Aber ist das seriös überhaupt möglich? Denn bekanntlich steht in den Verwal­tungs­vor­schriften (VwV) oft mehr und Genaueres drin, als in den Gesetzen und Verord­nungen. Insofern besteht eine gewisse Wahrschein­lichkeit, dass der Rechtsrat durch die Neufassung der VwV bald überholt sein wird.

Nun, hier kommt die Kunst der Auslegung in Spiel. Dabei muss die neue Norm in den vorhan­denen Kontext gesetzt und aus ihm heraus verstanden werden. Genauer gesagt geht die juris­tische Methodik von verschie­denen, unter­schied­lichen Kontexten aus: Es gibt den allge­mein­sprach­lichen Kontext, die sogenannte wörtliche Auslegung, den syste­ma­ti­schen Kontext des Rechts­systems und der Rechts­sprache, den rechts­po­li­ti­schen Kontext und den zweck­be­zo­genen Kontext der Praxis­pro­bleme, die sich stellen.

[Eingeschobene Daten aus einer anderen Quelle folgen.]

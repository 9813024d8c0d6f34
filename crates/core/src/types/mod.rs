//! Core types for NUI Market.
//!
//! This module provides type-safe wrappers for common domain concepts.

pub mod cart;
pub mod catalog;
pub mod id;

pub use cart::CartLine;
pub use catalog::*;
pub use id::*;
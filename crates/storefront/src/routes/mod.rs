//! Route handlers for the storefront JSON API.
//!
//! The overlay UI and the administrative UI are external collaborators;
//! everything here speaks JSON. Storefront reads go through the catalog
//! resolver (degrading transparently), cart routes drive the cart session,
//! and admin routes expose the catalog mutator's write surface.

pub mod admin;
pub mod cart;
pub mod categories;
pub mod products;
pub mod session;
pub mod shops;

use axum::{
    Router,
    routing::{get, post},
};

use crate::state::AppState;

/// Assemble all API routes.
pub fn routes() -> Router<AppState> {
    Router::new()
        .route("/api/categories", get(categories::index))
        .route("/api/products", get(products::index))
        .route("/api/products/{id}", get(products::show))
        .route("/api/shops", get(shops::index))
        .route("/api/cart", get(cart::show).delete(cart::clear))
        .route("/api/cart/items", post(cart::add_item))
        .route(
            "/api/cart/items/{id}",
            axum::routing::put(cart::update_item).delete(cart::remove_item),
        )
        .route("/api/cart/checkout", post(cart::checkout))
        .route("/api/session/close", post(session::close))
        .route("/api/admin/products", post(admin::create_product))
        .route(
            "/api/admin/products/{id}",
            axum::routing::put(admin::update_product).delete(admin::delete_product),
        )
        .route("/api/admin/shops", post(admin::create_shop))
        .route(
            "/api/admin/shops/{id}",
            axum::routing::put(admin::update_shop).delete(admin::delete_shop),
        )
}
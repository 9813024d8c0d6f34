//! Cart session state machine.
//!
//! The session exclusively owns its cart lines for the lifetime of the
//! overlay session; nothing is persisted and the cart is discarded on
//! reload. Every mutation mirrors the full cart state to the host process
//! through the [`HostChannel`], whose delivery is best-effort and can never
//! fail a cart operation.
//!
//! Invariants, restored after every operation: no line with quantity <= 0
//! (a mutation that would reach zero removes the line), at most one line per
//! product identifier, insertion order preserved.

use rust_decimal::Decimal;

use nui_market_core::{CartLine, Product, ProductId};

use crate::nui::{HostChannel, action, payload};

/// In-memory, per-session cart.
pub struct CartSession {
    lines: Vec<CartLine>,
    host: HostChannel,
}

impl CartSession {
    #[must_use]
    pub const fn new(host: HostChannel) -> Self {
        Self {
            lines: Vec::new(),
            host,
        }
    }

    /// Current cart lines, in insertion order.
    #[must_use]
    pub fn lines(&self) -> &[CartLine] {
        &self.lines
    }

    /// Add one unit of a product: increments the existing line or inserts a
    /// new one with quantity 1. Emits an `addToCart` notification followed
    /// by the full cart mirror.
    pub fn add(&mut self, product: Product) {
        self.host
            .send(action::ADD_TO_CART, payload::product_added(&product, 1));

        if let Some(line) = self.lines.iter_mut().find(|l| l.product.id == product.id) {
            line.quantity += 1;
        } else {
            self.lines.push(CartLine {
                product,
                quantity: 1,
            });
        }

        self.mirror();
    }

    /// Replace a line's quantity. Zero is equivalent to [`Self::remove`];
    /// setting a quantity on a line that does not exist leaves the cart
    /// unchanged. The cart mirror is emitted either way.
    pub fn set_quantity(&mut self, product_id: &ProductId, quantity: u32) {
        if quantity == 0 {
            self.remove(product_id);
            return;
        }

        if let Some(line) = self.lines.iter_mut().find(|l| &l.product.id == product_id) {
            line.quantity = quantity;
        }

        self.mirror();
    }

    /// Remove a line if present. Emits the cart mirror, which may represent
    /// an empty cart.
    pub fn remove(&mut self, product_id: &ProductId) {
        self.lines.retain(|line| &line.product.id != product_id);
        self.mirror();
    }

    /// Empty the cart and emit an empty mirror.
    pub fn clear(&mut self) {
        self.lines.clear();
        self.mirror();
    }

    /// Sum of all line quantities. Pure query, no emission.
    #[must_use]
    pub fn total_items(&self) -> u32 {
        self.lines.iter().map(|line| line.quantity).sum()
    }

    /// Sum of all line totals. Pure query, no emission.
    #[must_use]
    pub fn subtotal(&self) -> Decimal {
        self.lines.iter().map(CartLine::line_total).sum()
    }

    /// Send the cart to the host for checkout. Does not mutate the cart;
    /// the host decides what happens next.
    pub fn checkout(&self) {
        self.host
            .send(action::PROCESS_CHECKOUT, payload::checkout(&self.lines));
    }

    fn mirror(&self) {
        self.host
            .send(action::UPDATE_CART, payload::cart_state(&self.lines));
    }
}

#[cfg(test)]
#[allow(clippy::unwrap_used)]
mod tests {
    use super::*;
    use crate::nui::{HostTransport, NuiMessage};
    use chrono::DateTime;
    use nui_market_core::CategoryId;
    use std::sync::{Arc, Mutex};

    #[derive(Default)]
    struct RecordingTransport {
        messages: Mutex<Vec<NuiMessage>>,
    }

    impl RecordingTransport {
        fn actions(&self) -> Vec<String> {
            self.messages
                .lock()
                .unwrap()
                .iter()
                .map(|m| m.action.clone())
                .collect()
        }

        fn last(&self) -> NuiMessage {
            self.messages.lock().unwrap().last().unwrap().clone()
        }
    }

    impl HostTransport for Arc<RecordingTransport> {
        fn deliver(&self, message: NuiMessage) {
            self.messages.lock().unwrap().push(message);
        }
    }

    fn session() -> (CartSession, Arc<RecordingTransport>) {
        let recorder = Arc::new(RecordingTransport::default());
        let cart = CartSession::new(HostChannel::new(Arc::clone(&recorder)));
        (cart, recorder)
    }

    fn product(id: &str, price_cents: i64) -> Product {
        Product {
            id: ProductId::new(id),
            name: format!("Product {id}"),
            price: Decimal::new(price_cents, 2),
            category_id: CategoryId::new("tools"),
            subcategory_id: None,
            shop_id: None,
            description: String::new(),
            image_url: String::new(),
            in_stock: true,
            stock_quantity: 10,
            tags: Vec::new(),
            created_at: DateTime::UNIX_EPOCH,
            updated_at: DateTime::UNIX_EPOCH,
        }
    }

    fn assert_invariants(cart: &CartSession) {
        let mut seen = std::collections::HashSet::new();
        for line in cart.lines() {
            assert!(line.quantity >= 1);
            assert!(seen.insert(line.product.id.clone()));
        }
    }

    #[test]
    fn test_add_twice_accumulates_one_line() {
        let (mut cart, _recorder) = session();

        cart.add(product("w1", 85_000));
        cart.add(product("w1", 85_000));

        assert_eq!(cart.lines().len(), 1);
        assert_eq!(cart.lines().first().unwrap().quantity, 2);
        assert_eq!(cart.total_items(), 2);
        assert_invariants(&cart);
    }

    #[test]
    fn test_add_emits_notification_then_mirror() {
        let (mut cart, recorder) = session();

        cart.add(product("w1", 85_000));

        assert_eq!(recorder.actions(), vec!["addToCart", "updateCart"]);
        let mirror = recorder.last();
        assert_eq!(mirror.data["count"], 1);
    }

    #[test]
    fn test_set_quantity_replaces() {
        let (mut cart, _recorder) = session();

        cart.add(product("w1", 85_000));
        cart.set_quantity(&ProductId::new("w1"), 5);

        assert_eq!(cart.total_items(), 5);
        assert_invariants(&cart);
    }

    #[test]
    fn test_set_quantity_zero_equals_remove() {
        let (mut cart_a, _) = session();
        let (mut cart_b, _) = session();

        cart_a.add(product("w1", 85_000));
        cart_b.add(product("w1", 85_000));

        cart_a.set_quantity(&ProductId::new("w1"), 0);
        cart_b.remove(&ProductId::new("w1"));

        assert_eq!(cart_a.lines(), cart_b.lines());
        assert!(cart_a.lines().is_empty());
        assert_invariants(&cart_a);
    }

    #[test]
    fn test_set_quantity_on_missing_line_leaves_cart_unchanged() {
        let (mut cart, recorder) = session();

        cart.set_quantity(&ProductId::new("ghost"), 3);

        assert!(cart.lines().is_empty());
        // The mirror is still emitted, reflecting the unchanged (empty) cart.
        assert_eq!(recorder.actions(), vec!["updateCart"]);
        assert_eq!(recorder.last().data["count"], 0);
    }

    #[test]
    fn test_remove_missing_line_is_noop_on_collection() {
        let (mut cart, _recorder) = session();

        cart.add(product("w1", 85_000));
        cart.remove(&ProductId::new("ghost"));

        assert_eq!(cart.lines().len(), 1);
        assert_invariants(&cart);
    }

    #[test]
    fn test_clear_empties_and_mirrors_empty_cart() {
        let (mut cart, recorder) = session();

        cart.add(product("w1", 85_000));
        cart.add(product("w2", 120_000));
        cart.clear();

        assert!(cart.lines().is_empty());
        assert_eq!(cart.total_items(), 0);
        let mirror = recorder.last();
        assert_eq!(mirror.action, "updateCart");
        assert_eq!(mirror.data["count"], 0);
        assert!(mirror.data["items"].as_array().unwrap().is_empty());
    }

    #[test]
    fn test_insertion_order_preserved() {
        let (mut cart, _recorder) = session();

        cart.add(product("w2", 120_000));
        cart.add(product("w1", 85_000));
        cart.add(product("w2", 120_000));

        let ids: Vec<_> = cart.lines().iter().map(|l| l.product.id.as_str()).collect();
        assert_eq!(ids, vec!["w2", "w1"]);
    }

    #[test]
    fn test_subtotal_sums_line_totals() {
        let (mut cart, _recorder) = session();

        cart.add(product("w1", 85_000));
        cart.add(product("w1", 85_000));
        cart.add(product("w2", 120_000));

        // 2 * 850.00 + 1200.00
        assert_eq!(cart.subtotal(), Decimal::new(290_000, 2));
    }

    #[test]
    fn test_checkout_emits_cart_and_total() {
        let (mut cart, recorder) = session();

        cart.add(product("w1", 85_000));
        cart.checkout();

        let message = recorder.last();
        assert_eq!(message.action, "processCheckout");
        assert_eq!(message.data["items"].as_array().unwrap().len(), 1);
        assert!((message.data["total"].as_f64().unwrap() - 850.0).abs() < 1e-9);
        // Checkout does not consume the cart.
        assert_eq!(cart.total_items(), 1);
    }

    #[test]
    fn test_invariants_hold_across_mixed_sequences() {
        let (mut cart, _recorder) = session();

        cart.add(product("w1", 85_000));
        cart.add(product("w2", 120_000));
        cart.add(product("w1", 85_000));
        cart.set_quantity(&ProductId::new("w2"), 7);
        cart.remove(&ProductId::new("w1"));
        cart.add(product("w3", 250_000));
        cart.set_quantity(&ProductId::new("w3"), 0);
        assert_invariants(&cart);

        cart.clear();
        cart.add(product("w1", 85_000));
        assert_invariants(&cart);
        assert_eq!(cart.total_items(), 1);
    }

    #[test]
    fn test_notification_sequence_matches_mutation_order() {
        let (mut cart, recorder) = session();

        cart.add(product("w1", 85_000));
        cart.set_quantity(&ProductId::new("w1"), 3);
        cart.remove(&ProductId::new("w1"));

        assert_eq!(
            recorder.actions(),
            vec!["addToCart", "updateCart", "updateCart", "updateCart"]
        );
    }
}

Ein Beispiel: Seit dem 04. Oktober 2024 können Straßen­ver­kehrs­be­hörden gemäß dem neuen § 45 Abs. 9 Satz 4 Nr. 6 StVO unter erleich­terten Bedin­gungen in weiteren Fällen strecken­be­zogen Geschwin­dig­keits­be­schrän­kungen auf 30 km/h anordnen. Dies geht auch an überört­lichen Bundes‑, Landes- und Kreis­straßen und sonstigen inner­ört­lichen Vorfahrts­straßen. Voraus­setzung dafür ist, dass sich die Geschwin­dig­keits­be­gren­zungen im unmit­tel­baren Bereich von an diesen Straßen gelegenen Fußgän­ger­über­wegen, hochfre­quen­tierten Schul­wegen, Spiel­plätzen und Einrich­tungen für Menschen mit Behin­de­rungen befinden.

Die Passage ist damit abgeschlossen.